People who tried to time the market and therefore missed the 10 best days for the S&P 500 between 2003 and 2018 posted about half the return of those who remained fully invested, according to data from Putnam Investments. Those who missed the 20 best days saw their returns slashed by two-thirds compared to investors who stayed in.

Volatility spiked earlier this month as the U.S. and China hiked tariffs on billions of dollars worth of their goods. This knocked the S&P 500 from a record high. But many pros see this as a long-term buying opportunity as fundamentals remain positive and a trade deal is still expected.

“When you put it all together, this is a healthy time to come into the market for the long term,” said Thorne Perkin, president at Papamarkou Wellner Asset Management. “We always look at these pullbacks as buying opportunities for the long term.”

U.S. economic growth surged to start 2019. First-quarter GDP grew at a 3.2% annualized pace in the first quarter, marking the best economic start to a year since 2015.

Employers also keep hiring at a strong pace. Last month, 263,000 jobs were added to the economy while the U.S. unemployment rate fell to its lowest level since 1969. Job gains have averaged 205,000 per month in 2019.
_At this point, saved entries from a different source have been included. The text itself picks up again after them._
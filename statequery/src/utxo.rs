//! Unspent outputs.
//!
//! A [`Utxo`] travels as a two-element array `[TxIn, TxOut]` in the legacy
//! schema; the current schema flattens both halves into one object.

use ogmios_chainsync::current::{CurrentTxIn, CurrentTxOut, TxRef};
use ogmios_types::{TxIn, TxOut};
use serde::{Deserialize, Serialize};
use std::collections::BTreeMap;

/// An unspent output together with the reference that spends it.
#[derive(Clone, Debug, PartialEq, Eq, Serialize, Deserialize)]
#[serde(from = "(TxIn, TxOut)", into = "(TxIn, TxOut)")]
pub struct Utxo {
    pub tx_in: TxIn,
    pub tx_out: TxOut,
}

impl Utxo {
    pub fn new(tx_in: TxIn, tx_out: TxOut) -> Self {
        Self { tx_in, tx_out }
    }
}

impl From<(TxIn, TxOut)> for Utxo {
    fn from((tx_in, tx_out): (TxIn, TxOut)) -> Self {
        Self { tx_in, tx_out }
    }
}

impl From<Utxo> for (TxIn, TxOut) {
    fn from(utxo: Utxo) -> Self {
        (utxo.tx_in, utxo.tx_out)
    }
}

/// One entry of a current-schema `utxo` result.
#[derive(Clone, Debug, PartialEq, Eq, Deserialize)]
#[serde(rename_all = "camelCase")]
pub(crate) struct CurrentUtxo {
    transaction: TxRef,
    index: u32,
    address: String,
    value: BTreeMap<String, BTreeMap<String, ogmios_types::Amount>>,
    #[serde(default)]
    datum: Option<String>,
    #[serde(default)]
    datum_hash: Option<String>,
}

impl From<CurrentUtxo> for Utxo {
    fn from(entry: CurrentUtxo) -> Self {
        let tx_in = CurrentTxIn {
            transaction: entry.transaction,
            index: entry.index,
        };
        let tx_out = CurrentTxOut {
            address: entry.address,
            value: entry.value,
            datum: entry.datum,
            datum_hash: entry.datum_hash,
        };
        Utxo::new(tx_in.into(), tx_out.into())
    }
}

#[cfg(test)]
mod tests {
    use super::*;
    use ogmios_types::{Amount, Value};
    use serde_json::json;

    #[test]
    fn legacy_pair_roundtrip() {
        let utxo = Utxo::new(
            TxIn::new("hash", 0),
            TxOut {
                address: "address".into(),
                value: Value::from_coins(Amount::from(123u64)),
                datum: Some("datum".into()),
                datum_hash: None,
            },
        );
        let encoded = serde_json::to_value(&utxo).unwrap();
        assert_eq!(
            encoded,
            json!([
                { "txId": "hash", "index": 0 },
                { "address": "address", "value": { "coins": 123 }, "datum": "datum" }
            ])
        );
        let decoded: Utxo = serde_json::from_value(encoded).unwrap();
        assert_eq!(decoded, utxo);
    }

    #[test]
    fn current_entry_converts() {
        let entry: CurrentUtxo = serde_json::from_value(json!({
            "transaction": { "id": "tx" },
            "index": 2,
            "address": "addr",
            "value": { "ada": { "lovelace": 5 }, "pol": { "tok": 1 } },
            "datumHash": "dh"
        }))
        .unwrap();
        let utxo = Utxo::from(entry);
        assert_eq!(utxo.tx_in, TxIn::new("tx", 2));
        assert_eq!(utxo.tx_out.value.coins(), Amount::from(5u64));
        assert_eq!(utxo.tx_out.value.get("pol", "tok"), Amount::from(1u64));
        assert_eq!(utxo.tx_out.datum_hash.as_deref(), Some("dh"));
    }
}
“The fundamental backdrop is still fairly solid. The big economic — GDP, nonfarm payrolls — they keep exceeding expectations. That does not happen at the bull market’s end,” said Paul Schatz, president at Heritage Capital. “The underpinnings of the market are too strong for a bear market to begin.”

To top it off, the Federal Reserve slashed its rate-hike forecast to zero from four as inflation remains below the central bank’s 2% target.

The pivot, which came after the Fed raised rates four times in 2018, has also increased the possibility of a rate cut. Market expectations for a rate cut between now and the start of next year are at 80%, according to the CME Group’s FedWatch tool.

The strong economic data and the Fed’s pivot coincided with corporate earnings growth that has topped analyst expectations. Corporate earnings are up more than 1% for the first quarter. Analyst polled by FactSet expected corporate profits to have fallen by 4.2% to start off 2019.

“Year to date, there have been three things driving the market: perceived progress on trade, stabilization of the interest-rate environment and better-than-expected earnings. In the short term, the volatility is coming from the trade piece,” said Craig Birk, chief investment officer at Personal Capital. “The short term is really unpredictable. Long term, a lot of the things that helped drive this rally are still in place.”

The recent volatility upswing started after President Donald Trump threatened to hike tariffs on $200 billion worth of Chinese goods. Since then, the S&P 500 has dropped more than 3%. Trump later followed through on his threat and China retaliated by raising levies on $60 billion worth of U.S. products.

Higher tariffs led to increasing fears that corporate earnings growth could slow down, thus hurting the global economy.

But while tensions have flared up, strategists still expect the two sides to strike a trade deal eventually. Goldman Sachs Chief Economist Jan Hatzius wrote in a note he expects the two sides to reach a deal by the end of June. Trump and Chinese President Xi Jinping are expected to meet at the G-20 summit next month. Bo Zhuang, chief China economist at TS Lombard, noted “the fundamentals call for [a] deal.”

“With China, it’s long overdue that we keep them in check. They steal intellectual property, they do not provide fair access to markets, they don’t play generally by the rules,” said Perkin of Papamarkou Wellner Asset Management. “But to me, trade wars are bad. No one really wins in this scenario, but it certainly hurts China more.”